• **TASK OBJECTIVE**: Only the lines that hold "await" should be in the answer, each copied from the data below.

• **INPUT DATA**:

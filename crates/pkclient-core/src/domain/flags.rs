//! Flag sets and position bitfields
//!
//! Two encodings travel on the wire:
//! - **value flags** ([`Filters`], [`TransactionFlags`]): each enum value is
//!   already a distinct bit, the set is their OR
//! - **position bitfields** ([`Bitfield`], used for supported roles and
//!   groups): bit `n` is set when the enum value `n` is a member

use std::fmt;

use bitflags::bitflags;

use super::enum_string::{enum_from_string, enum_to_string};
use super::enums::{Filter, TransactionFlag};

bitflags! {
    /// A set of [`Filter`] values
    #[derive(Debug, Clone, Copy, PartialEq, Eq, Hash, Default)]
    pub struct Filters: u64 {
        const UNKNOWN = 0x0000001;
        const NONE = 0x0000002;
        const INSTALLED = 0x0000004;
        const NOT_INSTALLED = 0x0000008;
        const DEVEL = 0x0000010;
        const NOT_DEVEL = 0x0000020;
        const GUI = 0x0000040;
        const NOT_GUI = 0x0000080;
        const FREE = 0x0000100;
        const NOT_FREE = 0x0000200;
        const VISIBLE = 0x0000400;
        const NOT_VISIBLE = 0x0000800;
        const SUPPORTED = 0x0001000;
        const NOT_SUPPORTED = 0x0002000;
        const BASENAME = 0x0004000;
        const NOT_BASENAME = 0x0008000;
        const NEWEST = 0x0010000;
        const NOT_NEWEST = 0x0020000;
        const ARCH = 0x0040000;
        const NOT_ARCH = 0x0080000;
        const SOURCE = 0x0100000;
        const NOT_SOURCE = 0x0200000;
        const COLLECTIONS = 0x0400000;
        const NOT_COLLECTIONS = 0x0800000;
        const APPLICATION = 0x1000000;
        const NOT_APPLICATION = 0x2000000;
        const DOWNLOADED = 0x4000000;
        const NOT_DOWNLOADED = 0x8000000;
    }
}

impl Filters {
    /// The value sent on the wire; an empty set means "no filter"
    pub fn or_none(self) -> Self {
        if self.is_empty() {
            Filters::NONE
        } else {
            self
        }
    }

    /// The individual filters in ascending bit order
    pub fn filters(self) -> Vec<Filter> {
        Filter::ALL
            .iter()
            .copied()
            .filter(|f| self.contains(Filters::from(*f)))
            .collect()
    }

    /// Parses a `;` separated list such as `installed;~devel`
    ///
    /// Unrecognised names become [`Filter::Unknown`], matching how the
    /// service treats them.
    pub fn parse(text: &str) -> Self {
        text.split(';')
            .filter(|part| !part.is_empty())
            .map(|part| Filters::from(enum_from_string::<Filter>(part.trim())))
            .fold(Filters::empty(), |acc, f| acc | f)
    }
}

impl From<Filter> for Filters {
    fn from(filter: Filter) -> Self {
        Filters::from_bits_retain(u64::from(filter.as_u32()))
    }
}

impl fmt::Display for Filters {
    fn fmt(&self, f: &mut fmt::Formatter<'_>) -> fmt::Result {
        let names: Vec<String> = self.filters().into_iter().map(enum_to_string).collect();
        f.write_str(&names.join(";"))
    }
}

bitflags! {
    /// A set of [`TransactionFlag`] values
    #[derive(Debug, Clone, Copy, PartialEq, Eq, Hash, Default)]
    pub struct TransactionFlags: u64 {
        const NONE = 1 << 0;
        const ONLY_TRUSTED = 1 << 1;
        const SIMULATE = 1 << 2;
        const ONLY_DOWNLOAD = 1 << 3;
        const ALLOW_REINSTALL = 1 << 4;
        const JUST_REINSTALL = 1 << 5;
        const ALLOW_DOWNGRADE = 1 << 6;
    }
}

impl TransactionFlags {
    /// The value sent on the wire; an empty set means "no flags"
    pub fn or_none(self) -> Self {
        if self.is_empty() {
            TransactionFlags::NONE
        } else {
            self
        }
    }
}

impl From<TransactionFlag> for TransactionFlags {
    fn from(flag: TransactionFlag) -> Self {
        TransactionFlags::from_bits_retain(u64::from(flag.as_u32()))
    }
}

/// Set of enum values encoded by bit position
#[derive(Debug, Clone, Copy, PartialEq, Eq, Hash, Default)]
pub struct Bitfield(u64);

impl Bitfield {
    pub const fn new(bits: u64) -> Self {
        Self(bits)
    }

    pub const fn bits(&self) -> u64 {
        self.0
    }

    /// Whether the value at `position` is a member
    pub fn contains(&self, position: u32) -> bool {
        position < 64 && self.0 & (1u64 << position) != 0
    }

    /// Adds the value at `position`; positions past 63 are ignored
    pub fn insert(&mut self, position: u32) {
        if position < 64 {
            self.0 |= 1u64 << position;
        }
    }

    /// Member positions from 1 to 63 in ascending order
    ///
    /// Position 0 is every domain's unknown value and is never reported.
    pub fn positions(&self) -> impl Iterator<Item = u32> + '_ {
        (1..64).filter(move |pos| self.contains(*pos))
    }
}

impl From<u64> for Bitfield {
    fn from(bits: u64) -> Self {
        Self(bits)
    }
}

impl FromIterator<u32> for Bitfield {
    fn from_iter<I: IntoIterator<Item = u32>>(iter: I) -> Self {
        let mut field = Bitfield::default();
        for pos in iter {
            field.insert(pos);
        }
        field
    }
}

--

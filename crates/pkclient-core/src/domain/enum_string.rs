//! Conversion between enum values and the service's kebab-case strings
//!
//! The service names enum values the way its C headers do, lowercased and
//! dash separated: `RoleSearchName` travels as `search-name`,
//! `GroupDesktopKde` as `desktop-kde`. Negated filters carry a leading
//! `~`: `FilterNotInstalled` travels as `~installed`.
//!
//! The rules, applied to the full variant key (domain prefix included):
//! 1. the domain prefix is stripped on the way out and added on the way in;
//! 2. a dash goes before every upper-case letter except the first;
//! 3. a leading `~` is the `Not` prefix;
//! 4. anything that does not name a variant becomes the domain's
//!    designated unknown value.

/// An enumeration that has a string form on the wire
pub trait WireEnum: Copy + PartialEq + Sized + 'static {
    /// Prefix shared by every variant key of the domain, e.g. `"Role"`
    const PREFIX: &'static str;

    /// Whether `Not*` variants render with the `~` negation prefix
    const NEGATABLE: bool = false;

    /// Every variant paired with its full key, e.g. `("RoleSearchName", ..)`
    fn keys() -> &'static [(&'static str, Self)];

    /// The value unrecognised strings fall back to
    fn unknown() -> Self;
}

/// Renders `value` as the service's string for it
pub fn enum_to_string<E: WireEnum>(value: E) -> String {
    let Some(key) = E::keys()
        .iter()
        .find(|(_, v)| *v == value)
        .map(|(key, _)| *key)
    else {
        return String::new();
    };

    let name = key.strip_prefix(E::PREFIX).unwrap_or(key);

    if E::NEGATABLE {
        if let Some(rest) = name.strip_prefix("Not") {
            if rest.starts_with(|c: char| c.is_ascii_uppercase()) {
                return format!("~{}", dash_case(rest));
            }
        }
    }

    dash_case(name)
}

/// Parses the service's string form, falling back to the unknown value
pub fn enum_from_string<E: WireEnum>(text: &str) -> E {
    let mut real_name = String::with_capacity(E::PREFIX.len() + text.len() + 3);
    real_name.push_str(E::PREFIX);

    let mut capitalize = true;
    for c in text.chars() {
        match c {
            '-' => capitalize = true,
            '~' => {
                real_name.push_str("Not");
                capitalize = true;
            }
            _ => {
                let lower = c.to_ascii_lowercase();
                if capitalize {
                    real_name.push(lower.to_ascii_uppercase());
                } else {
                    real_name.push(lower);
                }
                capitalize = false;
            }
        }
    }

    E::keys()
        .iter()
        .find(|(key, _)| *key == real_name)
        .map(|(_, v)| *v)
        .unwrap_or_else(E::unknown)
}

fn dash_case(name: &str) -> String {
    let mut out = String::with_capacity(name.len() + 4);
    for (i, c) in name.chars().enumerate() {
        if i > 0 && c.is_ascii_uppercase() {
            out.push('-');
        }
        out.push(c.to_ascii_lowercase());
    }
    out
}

---

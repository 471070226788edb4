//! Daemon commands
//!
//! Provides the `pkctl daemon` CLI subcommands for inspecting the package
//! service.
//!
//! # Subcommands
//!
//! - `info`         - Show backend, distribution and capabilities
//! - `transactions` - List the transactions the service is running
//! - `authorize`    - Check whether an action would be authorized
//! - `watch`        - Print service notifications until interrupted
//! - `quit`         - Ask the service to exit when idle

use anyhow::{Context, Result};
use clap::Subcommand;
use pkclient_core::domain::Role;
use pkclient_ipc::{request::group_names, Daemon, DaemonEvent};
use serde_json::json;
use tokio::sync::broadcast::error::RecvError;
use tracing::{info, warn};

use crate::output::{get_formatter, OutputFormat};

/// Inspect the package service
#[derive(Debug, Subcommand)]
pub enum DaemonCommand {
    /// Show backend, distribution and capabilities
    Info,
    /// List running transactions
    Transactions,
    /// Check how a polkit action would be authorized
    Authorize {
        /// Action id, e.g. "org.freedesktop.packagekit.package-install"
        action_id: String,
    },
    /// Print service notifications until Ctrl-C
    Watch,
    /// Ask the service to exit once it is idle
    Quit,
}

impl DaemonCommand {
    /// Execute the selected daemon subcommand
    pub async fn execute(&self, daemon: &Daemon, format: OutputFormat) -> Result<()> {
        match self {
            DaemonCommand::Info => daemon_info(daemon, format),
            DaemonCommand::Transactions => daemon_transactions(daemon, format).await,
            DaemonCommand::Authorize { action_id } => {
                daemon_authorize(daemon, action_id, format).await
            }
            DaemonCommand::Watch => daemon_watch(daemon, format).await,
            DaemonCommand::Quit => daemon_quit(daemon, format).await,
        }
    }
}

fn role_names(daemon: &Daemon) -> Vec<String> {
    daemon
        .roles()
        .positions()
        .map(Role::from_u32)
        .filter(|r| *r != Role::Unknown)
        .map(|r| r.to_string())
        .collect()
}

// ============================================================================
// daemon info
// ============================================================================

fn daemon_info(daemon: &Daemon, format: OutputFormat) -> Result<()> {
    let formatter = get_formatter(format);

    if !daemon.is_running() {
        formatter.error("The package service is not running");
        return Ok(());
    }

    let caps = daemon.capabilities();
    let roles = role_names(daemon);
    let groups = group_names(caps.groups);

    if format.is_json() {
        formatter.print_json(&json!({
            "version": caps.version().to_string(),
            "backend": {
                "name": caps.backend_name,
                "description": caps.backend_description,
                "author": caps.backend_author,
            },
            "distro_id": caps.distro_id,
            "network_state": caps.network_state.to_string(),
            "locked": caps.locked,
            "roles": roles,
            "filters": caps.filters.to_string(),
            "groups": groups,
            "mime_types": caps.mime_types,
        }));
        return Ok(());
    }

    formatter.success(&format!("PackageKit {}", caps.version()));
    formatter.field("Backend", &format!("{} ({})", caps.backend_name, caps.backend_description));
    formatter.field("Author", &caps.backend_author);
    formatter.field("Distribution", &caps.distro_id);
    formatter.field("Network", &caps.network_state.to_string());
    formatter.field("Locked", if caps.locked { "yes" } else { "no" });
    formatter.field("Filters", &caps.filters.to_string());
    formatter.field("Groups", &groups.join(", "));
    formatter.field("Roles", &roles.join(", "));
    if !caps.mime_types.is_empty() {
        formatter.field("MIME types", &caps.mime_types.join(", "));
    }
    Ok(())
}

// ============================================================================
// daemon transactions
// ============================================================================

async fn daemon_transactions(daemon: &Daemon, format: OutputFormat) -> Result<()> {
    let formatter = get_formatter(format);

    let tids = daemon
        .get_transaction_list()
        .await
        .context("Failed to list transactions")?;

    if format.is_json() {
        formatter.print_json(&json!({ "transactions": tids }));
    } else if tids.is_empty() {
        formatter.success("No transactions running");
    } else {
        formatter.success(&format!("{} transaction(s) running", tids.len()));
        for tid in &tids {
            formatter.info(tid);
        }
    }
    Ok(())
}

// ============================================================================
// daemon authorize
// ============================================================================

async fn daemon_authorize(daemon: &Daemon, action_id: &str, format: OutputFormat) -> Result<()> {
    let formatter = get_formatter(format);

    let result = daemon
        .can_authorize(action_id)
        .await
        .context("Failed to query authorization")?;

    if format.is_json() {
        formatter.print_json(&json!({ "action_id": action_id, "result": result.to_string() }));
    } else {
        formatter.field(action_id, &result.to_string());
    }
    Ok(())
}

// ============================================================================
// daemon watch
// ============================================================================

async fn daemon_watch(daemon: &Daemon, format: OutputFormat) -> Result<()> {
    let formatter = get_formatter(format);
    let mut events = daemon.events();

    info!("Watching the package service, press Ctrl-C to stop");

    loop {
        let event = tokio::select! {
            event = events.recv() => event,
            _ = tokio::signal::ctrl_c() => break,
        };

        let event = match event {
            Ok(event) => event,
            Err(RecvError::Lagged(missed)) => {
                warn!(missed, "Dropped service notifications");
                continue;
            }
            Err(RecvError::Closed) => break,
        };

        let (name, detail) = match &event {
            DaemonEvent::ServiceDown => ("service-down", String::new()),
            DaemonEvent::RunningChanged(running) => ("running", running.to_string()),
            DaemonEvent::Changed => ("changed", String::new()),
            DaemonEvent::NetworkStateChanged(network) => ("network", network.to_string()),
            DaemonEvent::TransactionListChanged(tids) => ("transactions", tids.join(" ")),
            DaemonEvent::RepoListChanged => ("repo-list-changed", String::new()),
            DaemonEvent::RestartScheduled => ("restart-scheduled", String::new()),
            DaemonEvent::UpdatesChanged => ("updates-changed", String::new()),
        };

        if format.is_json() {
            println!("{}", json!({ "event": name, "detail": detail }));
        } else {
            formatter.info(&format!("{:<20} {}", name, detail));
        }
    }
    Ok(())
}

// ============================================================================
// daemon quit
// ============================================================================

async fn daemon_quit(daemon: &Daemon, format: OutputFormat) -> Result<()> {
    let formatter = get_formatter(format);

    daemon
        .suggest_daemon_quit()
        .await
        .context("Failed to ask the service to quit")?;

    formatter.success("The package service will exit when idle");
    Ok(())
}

• **EXERCISE RESULT**:
            DaemonCommand::Transactions => daemon_transactions(daemon, format).await,
                daemon_authorize(daemon, action_id, format).await
            DaemonCommand::Watch => daemon_watch(daemon, format).await,
            DaemonCommand::Quit => daemon_quit(daemon, format).await,
        .await
        .await
        .await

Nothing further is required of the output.